Dec 8th 2012

The Nightingale is pleased to present the Chicago premiere of Eric Marciano’s THE AGE OF INSECTS as a benefit for Nate Cunningham, a local cinephile and employee of the Gene Siskel Film Center. Nate has suffered the debilitating effects of Lyme Disease for 11 years, but after many unsuccessful treatments has decided to go to India to undergo a new stem-cell transplantation procedure that has cured dozens of Lyme patients. All proceeds from ticket sales will go to Nate’s medical expenses. So this is a cha
nce to see a wild, rarely-screened artifact of the early-VHS era and at the same time support a fellow film-lover as he tries to regain his health.

Program Details:
THE AGE OF INSECTS by Eric Marciano (1990, 80 minutes)

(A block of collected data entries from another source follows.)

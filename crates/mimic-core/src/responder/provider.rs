//! Responder trait definition.
//!
//! This is the single capability the resolution pipeline generates replies
//! through. The locally trained network and the hosted endpoint are two
//! implementations of it, picked from configuration.

use mimic_types::error::ModelError;
use mimic_types::memory::Exchange;
use mimic_types::model::{Readiness, TrainOutcome};

/// Trait for reply generators.
///
/// Uses native async fn in traits (RPITIT, Rust 2024 edition). `generate`
/// never fails: every internal fault becomes a fixed user-visible text.
pub trait Responder: Send + Sync {
    /// Model identifier shown to users.
    fn name(&self) -> &str;

    /// Whether generated exchanges should be remembered for retraining.
    fn learns_from_memory(&self) -> bool;

    /// Current readiness of the underlying model.
    fn readiness(&self) -> impl std::future::Future<Output = Readiness> + Send;

    /// Produce a reply for `text`.
    fn generate(&self, text: &str) -> impl std::future::Future<Output = String> + Send;

    /// Rebuild the model from `exchanges`.
    fn train(
        &self,
        exchanges: Vec<Exchange>,
    ) -> impl std::future::Future<Output = Result<TrainOutcome, ModelError>> + Send;
}
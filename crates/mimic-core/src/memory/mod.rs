//! Conversation memory.
//!
//! - `ExchangeRepository`: persistence port implemented in mimic-infra
//! - `MemoryStore`: the ordered, append-only exchange sequence the pipeline owns

pub mod repository;
pub mod store;

#[cfg(test)]
pub(crate) mod testing;
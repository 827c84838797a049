//! Infrastructure layer for Mimic.
//!
//! Contains implementations of the ports defined in `mimic-core`:
//! the JSON-file memory repository and the hosted text-generation
//! responder, plus configuration loading and data-directory resolution.

pub mod config;
pub mod filesystem;
pub mod remote;
pub mod storage;
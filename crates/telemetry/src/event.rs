use std::sync::atomic::{AtomicU64, Ordering};

use iceos_core::ExecutionId;
use iceos_execution::{Event, EventKind};
use serde_json::Value;
use tokio::sync::broadcast;

/// Per-run broadcast bus carrying the ordered event stream. One bus is
/// created per execution; `seq` starts at zero and is monotonic for the
/// lifetime of the bus. Delivery is fire-and-forget: an emit with no active
/// subscribers is not an error, matching the durability requirement that
/// persistence (via `ExecutionStore::append_event`) is the source of truth,
/// not this bus.
pub struct EventBus {
    execution_id: ExecutionId,
    sender: broadcast::Sender<Event>,
    seq: AtomicU64,
}

impl EventBus {
    #[must_use]
    pub fn new(execution_id: ExecutionId, capacity: usize) -> Self {
        let (sender, _) = broadcast::channel(capacity);
        Self { execution_id, sender, seq: AtomicU64::new(0) }
    }

    /// Assigns the next sequence number, logs a tracing event at a severity
    /// matching the kind, and broadcasts to subscribers. Returns the
    /// constructed `Event` so the caller can also persist it.
    pub fn emit(&self, kind: EventKind, payload: Value) -> Event {
        let seq = self.seq.fetch_add(1, Ordering::SeqCst);
        let event = Event::new(self.execution_id.clone(), seq, kind).with_payload(payload);
        log_event(&event);
        let _ = self.sender.send(event.clone());
        event
    }

    #[must_use]
    pub fn execution_id(&self) -> ExecutionId {
        self.execution_id.clone()
    }

    #[must_use]
    pub fn subscribe(&self) -> EventSubscriber {
        EventSubscriber { receiver: self.sender.subscribe() }
    }

    #[must_use]
    pub fn subscriber_count(&self) -> usize {
        self.sender.receiver_count()
    }
}

fn log_event(event: &Event) {
    match &event.kind {
        EventKind::NodeFailed { node_id, error_type } => {
            tracing::warn!(execution_id = %event.execution_id, seq = event.seq, %node_id, error_type, "node failed");
        }
        EventKind::RunFailed { node_id } => {
            tracing::error!(execution_id = %event.execution_id, seq = event.seq, ?node_id, "run failed");
        }
        EventKind::BudgetWarning { counter } => {
            tracing::warn!(execution_id = %event.execution_id, seq = event.seq, counter, "budget warning");
        }
        other => {
            tracing::debug!(execution_id = %event.execution_id, seq = event.seq, kind = ?other, "event emitted");
        }
    }
}

/// Subscription handle. `recv` transparently skips lagged gaps rather than
/// surfacing `RecvError::Lagged` to the caller; a subscriber that falls
/// behind sees a discontinuous `seq` rather than an error.
pub struct EventSubscriber {
    receiver: broadcast::Receiver<Event>,
}

impl EventSubscriber {
    pub async fn recv(&mut self) -> Option<Event> {
        loop {
            match self.receiver.recv().await {
                Ok(event) => return Some(event),
                Err(broadcast::error::RecvError::Lagged(_)) => continue,
                Err(broadcast::error::RecvError::Closed) => return None,
            }
        }
    }
}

THE AGE OF INSECTS was Eric Marciano’s first feature film. Influenced by B-movies and bad television shows from the ’50s and ’60s, this psycho-horror comedy centers on a mad doctor’s hallucinogenic treatments for juvenile delinquents involving hallucinogens, insect enzymes, and Billy Zane’s sister. Filmed in Super 8, 16mm, 35mm, Hi8, 3/4″ and Betacam between 1983 and 1990 in New York City, there is a definite feel of the East Village of the early ’80s, along with a timeless visual quality and sense of absolute bizarreness.

“Coupled with the extensive use of creepy-crawly insect footage and computerized sexual imagery, director Marciano’s darkly comic vision is sublime fun.”